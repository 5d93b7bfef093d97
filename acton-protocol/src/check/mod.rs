//! Resolution and well-formedness checking.
//!
//! [`check`] walks every translation unit of a [`Program`], resolves the names it
//! references and accumulates every violation as a [`Diagnostic`] instead of
//! stopping at the first one. What it learns is returned beside the tree in
//! per-unit [`DeclTable`]s; the tree itself is never touched.

/*
 * Copyright (c) 2024. Govcraft
 *
 * Licensed under either of
 *   * Apache License, Version 2.0 (the "License");
 *     you may not use this file except in compliance with the License.
 *     You may obtain a copy of the License at http://www.apache.org/licenses/LICENSE-2.0
 *   * MIT license: http://opensource.org/licenses/MIT
 *
 * Unless required by applicable law or agreed to in writing, software
 * distributed under the License is distributed on an "AS IS" BASIS,
 * WITHOUT WARRANTIES OR CONDITIONS OF ANY KIND, either express or implied.
 * See the applicable License for the specific language governing permissions and
 * limitations under that License.
 */

use std::fmt;

use indexmap::IndexMap;
use static_assertions::assert_impl_all;
use tracing::{debug, info, instrument, warn};

use crate::ast::{Program, Protocol, QualifiedId, State, TranslationUnit};
use crate::common::CompilerConfig;

use self::resolver::{Resolution, Resolver, Scope};

// --- Public Re-exports ---
pub use builtin::{is_builtin, BUILTIN_TYPES};
pub use decl::{Decl, DeclKey, DeclTable, DeclType, ParamType};
pub use diagnostics::{Diagnostic, Diagnostics, Severity};
pub use errors::{CheckError, CheckWarning};
pub use include_graph::IncludeGraph;
pub use symbols::{refers_to, ProtocolSymbols};

// --- Submodules ---

/// Defines the builtin native type list.
mod builtin;
/// Defines the [`DeclTable`] side table.
mod decl;
/// Defines [`Diagnostic`] and its sink.
mod diagnostics;
/// Defines [`CheckError`] and [`CheckWarning`].
mod errors;
/// Defines [`IncludeGraph`].
mod include_graph;
/// Defines the per-unit resolver pass.
mod resolver;
/// Defines [`ProtocolSymbols`].
mod symbols;

/// Why a unit did not pass the check.
#[derive(Debug, Clone, PartialEq, Eq, Hash)]
pub enum FailureReason {
    /// The unit itself produced errors.
    Errors,
    /// The unit lies on an include cycle.
    Cycle,
    /// A unit it includes failed.
    DependencyFailed(String),
}

impl fmt::Display for FailureReason {
    fn fmt(&self, f: &mut fmt::Formatter<'_>) -> fmt::Result {
        match self {
            FailureReason::Errors => write!(f, "has errors"),
            FailureReason::Cycle => write!(f, "lies on an include cycle"),
            FailureReason::DependencyFailed(file) => write!(f, "depends on failed `{file}`"),
        }
    }
}

/// A unit that passed the check, with everything the lowering engine needs.
#[derive(Debug, Clone)]
pub struct CheckedUnit<'a> {
    /// The checked unit.
    pub unit: &'a TranslationUnit,
    /// Its protocol's symbols.
    pub symbols: ProtocolSymbols,
    /// Resolved facts about its named entities.
    pub decls: DeclTable,
    /// Resolved manager.
    pub manager: Option<QualifiedId>,
    /// Resolved managed protocols, in declaration order.
    pub managed: Vec<QualifiedId>,
}

impl<'a> CheckedUnit<'a> {
    /// The unit's protocol.
    pub fn protocol(&self) -> &'a Protocol {
        &self.unit.protocol
    }

    /// The unit's file name.
    pub fn file(&self) -> &'a str {
        &self.unit.filename
    }

    /// The implicit start state, `None` when stateless.
    pub fn start_state(&self) -> Option<&'a State> {
        self.unit.protocol.start_state()
    }
}

assert_impl_all!(CheckedUnit<'static>: Send, Sync);

/// Result of checking a [`Program`].
#[derive(Debug, Clone)]
pub struct CheckOutcome<'a> {
    diagnostics: Diagnostics,
    order: Vec<String>,
    failed: IndexMap<String, FailureReason>,
    units: IndexMap<String, CheckedUnit<'a>>,
}

impl<'a> CheckOutcome<'a> {
    /// `true` when no unit failed and no error was reported.
    pub fn ok(&self) -> bool {
        self.failed.is_empty() && !self.diagnostics.has_errors()
    }

    /// Every diagnostic, units in program order, then discovery order.
    pub fn diagnostics(&self) -> &Diagnostics {
        &self.diagnostics
    }

    /// Every file, included files before their includers.
    pub fn order(&self) -> &[String] {
        &self.order
    }

    /// Failed files and why, in program order.
    pub fn failed(&self) -> &IndexMap<String, FailureReason> {
        &self.failed
    }

    /// Returns `true` if `file` failed.
    pub fn is_failed(&self, file: &str) -> bool {
        self.failed.contains_key(file)
    }

    /// The checked facts of a unit that passed.
    pub fn unit(&self, file: &str) -> Option<&CheckedUnit<'a>> {
        self.units.get(file)
    }

    /// Units that passed, in dependency order.
    pub fn checked_units(&self) -> impl Iterator<Item = &CheckedUnit<'a>> {
        self.units.values()
    }

    /// Splits the outcome into its diagnostics and checked units.
    pub fn into_parts(
        self,
    ) -> (
        Diagnostics,
        IndexMap<String, FailureReason>,
        IndexMap<String, CheckedUnit<'a>>,
    ) {
        (self.diagnostics, self.failed, self.units)
    }
}

/// Checks every unit of `program`.
///
/// Never stops at the first problem: every rule violation found is reported,
/// units in program order. A unit that fails, lies on an include cycle or
/// includes a failed unit is listed in [`CheckOutcome::failed`] and yields no
/// [`CheckedUnit`]; unrelated units are unaffected.
#[instrument(skip(program, config), fields(units = program.len()), level = "debug")]
pub fn check<'a>(program: &'a Program, config: &CompilerConfig) -> CheckOutcome<'a> {
    let promote = config.diagnostics.warnings_as_errors;
    let graph = IncludeGraph::build(program);
    let mut per_unit: IndexMap<String, Diagnostics> = program
        .units()
        .map(|u| (u.filename.clone(), Diagnostics::new(promote)))
        .collect();
    let mut failed: IndexMap<String, FailureReason> = IndexMap::new();

    for cycle in graph.cycles() {
        let (Some(first), Some(next)) = (cycle.first(), cycle.get(1)) else {
            continue;
        };
        let Some(unit) = program.unit(first) else {
            continue;
        };
        let loc = unit
            .protocol_includes
            .iter()
            .find(|inc| &inc.file == next)
            .map_or(&unit.loc, |inc| &inc.loc);
        warn!(cycle = %cycle.join(" -> "), "include cycle");
        if let Some(diags) = per_unit.get_mut(first) {
            diags.error(
                loc,
                CheckError::IncludeCycle {
                    files: cycle.clone(),
                },
            );
        }
        for file in cycle {
            failed.entry(file.clone()).or_insert(FailureReason::Cycle);
        }
    }
    propagate_failures(&graph, &mut failed);

    let mut scratch = Diagnostics::new(promote);
    let mut symbols: IndexMap<String, ProtocolSymbols> = IndexMap::new();
    for unit in program.units() {
        let sink = match per_unit.get_mut(&unit.filename) {
            Some(diags) if !failed.contains_key(&unit.filename) => diags,
            _ => &mut scratch,
        };
        symbols.insert(unit.filename.clone(), ProtocolSymbols::collect(unit, sink));
    }

    let mut declared: IndexMap<String, &str> = IndexMap::new();
    for unit in program.units() {
        if failed.contains_key(&unit.filename) {
            continue;
        }
        let Some(own) = symbols.get(&unit.filename) else {
            continue;
        };
        let name = own.name.to_string();
        match declared.get(&name) {
            Some(previous) => {
                if let Some(diags) = per_unit.get_mut(&unit.filename) {
                    diags.error(
                        &unit.protocol.loc,
                        CheckError::DuplicateProtocol {
                            name,
                            previous: (*previous).to_string(),
                        },
                    );
                }
            }
            None => {
                declared.insert(name, unit.filename.as_str());
            }
        }
    }

    let mut resolutions: IndexMap<String, Resolution> = IndexMap::new();
    for unit in program.units() {
        let file = unit.filename.as_str();
        if failed.contains_key(file) {
            continue;
        }
        let (Some(own), Some(diags)) = (symbols.get(file), per_unit.get_mut(file)) else {
            continue;
        };
        let scope = Scope {
            own,
            included: graph.includes(file).filter_map(|f| symbols.get(f)).collect(),
            includers: graph.includers(file).filter_map(|f| symbols.get(f)).collect(),
        };
        let resolution = Resolver::run(unit, program, scope, config, diags);
        resolutions.insert(file.to_string(), resolution);
    }

    for (file, diags) in &per_unit {
        if diags.has_errors() {
            failed.entry(file.clone()).or_insert(FailureReason::Errors);
        }
    }
    propagate_failures(&graph, &mut failed);

    let mut diagnostics = Diagnostics::new(promote);
    for (_, diags) in per_unit {
        diagnostics.append(diags);
    }

    let mut units = IndexMap::new();
    for file in graph.order() {
        if failed.contains_key(file) {
            continue;
        }
        let (Some(unit), Some(own), Some(resolution)) = (
            program.unit(file),
            symbols.swap_remove(file),
            resolutions.swap_remove(file),
        ) else {
            continue;
        };
        units.insert(
            file.clone(),
            CheckedUnit {
                unit,
                symbols: own,
                decls: resolution.decls,
                manager: resolution.manager,
                managed: resolution.managed,
            },
        );
    }

    let failed: IndexMap<String, FailureReason> = program
        .units()
        .filter_map(|u| {
            failed
                .get(&u.filename)
                .map(|reason| (u.filename.clone(), reason.clone()))
        })
        .collect();
    for (file, reason) in &failed {
        debug!(file = %file, reason = %reason, "unit failed");
    }
    info!(
        units = program.len(),
        passed = units.len(),
        errors = diagnostics.error_count(),
        warnings = diagnostics.warning_count(),
        "checked program"
    );

    CheckOutcome {
        diagnostics,
        order: graph.order().to_vec(),
        failed,
        units,
    }
}

/// Marks every unit that includes a failed unit, walking dependencies first.
fn propagate_failures(graph: &IncludeGraph, failed: &mut IndexMap<String, FailureReason>) {
    for file in graph.order() {
        if failed.contains_key(file) {
            continue;
        }
        let dependency = graph
            .includes(file)
            .find(|dep| failed.contains_key(*dep))
            .map(str::to_string);
        if let Some(dependency) = dependency {
            failed.insert(file.clone(), FailureReason::DependencyFailed(dependency));
        }
    }
}

#[cfg(test)]
mod tests {
    use super::*;
    use crate::ast::{
        Direction, Loc, MessageDecl, Param, ProtocolInclude, QualifiedId, State, Transition,
        TransitionStmt, Trigger, TypeSpec, UsingStmt,
    };

    fn loc(line: u32) -> Loc {
        Loc::new("PTest.ipdl", line)
    }

    fn single(protocol: Protocol) -> Program {
        Program::new().with_unit(TranslationUnit::new("PTest.ipdl", protocol))
    }

    fn messages(outcome: &CheckOutcome<'_>) -> Vec<String> {
        outcome
            .diagnostics()
            .iter()
            .map(|d| d.message.clone())
            .collect()
    }

    #[test]
    fn stateless_protocol_passes() {
        let mut protocol = Protocol::new(loc(1), "PTest");
        protocol.add_messages([MessageDecl::new(loc(2), "Ping", Direction::InOut)]);
        let program = single(protocol);
        let outcome = check(&program, &CompilerConfig::default());
        assert!(outcome.ok(), "{:?}", messages(&outcome));
        assert!(outcome.diagnostics().is_empty());
        assert!(outcome.unit("PTest.ipdl").is_some());
    }

    #[test]
    fn unknown_state_and_message_accumulate() {
        let mut protocol = Protocol::new(loc(1), "PTest");
        protocol.add_messages([MessageDecl::new(loc(2), "Open", Direction::Out)]);
        protocol.add_transition_stmts([TransitionStmt::new(
            loc(3),
            State::new(loc(3), "START"),
            vec![
                Transition::new(loc(4), Trigger::Send, "Open", State::new(loc(4), "NOWHERE")),
                Transition::new(loc(5), Trigger::Send, "Shut", State::new(loc(5), "START")),
            ],
        )]);
        let program = single(protocol);
        let outcome = check(&program, &CompilerConfig::default());
        assert!(!outcome.ok());
        let lines: Vec<u32> = outcome
            .diagnostics()
            .iter()
            .filter(|d| d.is_error())
            .map(|d| d.line)
            .collect();
        assert_eq!(lines, vec![4, 5]);
        assert_eq!(outcome.failed().get("PTest.ipdl"), Some(&FailureReason::Errors));
        assert!(outcome.unit("PTest.ipdl").is_none());
    }

    #[test]
    fn using_statements_introduce_types() {
        let shmem = QualifiedId::parse(loc(1), "mozilla::ipc::SharedThing");
        let mut protocol = Protocol::new(loc(2), "PTest");
        protocol.add_messages([MessageDecl::new(loc(3), "Give", Direction::Out)
            .with_in_param(Param::new(
                loc(3),
                TypeSpec::native(loc(3), QualifiedId::new(loc(3), "SharedThing")),
                "thing",
            ))
            .with_in_param(Param::new(
                loc(3),
                TypeSpec::native(loc(3), QualifiedId::new(loc(3), "Mystery")),
                "other",
            ))]);
        let mut unit = TranslationUnit::new("PTest.ipdl", protocol);
        unit.add_using_stmt(UsingStmt::new(loc(1), TypeSpec::native(loc(1), shmem)));
        let program = Program::new().with_unit(unit);

        let outcome = check(&program, &CompilerConfig::default());
        assert_eq!(
            messages(&outcome),
            vec!["type `Mystery` is neither builtin nor brought in by a `using` statement"]
        );
    }

    #[test]
    fn missing_include_is_an_error() {
        let mut unit = TranslationUnit::new("PTest.ipdl", Protocol::new(loc(1), "PTest"));
        unit.add_protocol_include(ProtocolInclude::new(loc(1), "PGone.ipdl"));
        let program = Program::new().with_unit(unit);
        let outcome = check(&program, &CompilerConfig::default());
        assert_eq!(
            messages(&outcome),
            vec!["can't locate included protocol file `PGone.ipdl`"]
        );
    }
}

### Requirement
Every line containing the string "Defines" is required; copy each such line from the data.

### Solution for this problem
/// Defines the builtin native type list.
/// Defines the [`DeclTable`] side table.
/// Defines [`Diagnostic`] and its sink.
/// Defines [`CheckError`] and [`CheckWarning`].
/// Defines [`IncludeGraph`].
/// Defines the per-unit resolver pass.
/// Defines [`ProtocolSymbols`].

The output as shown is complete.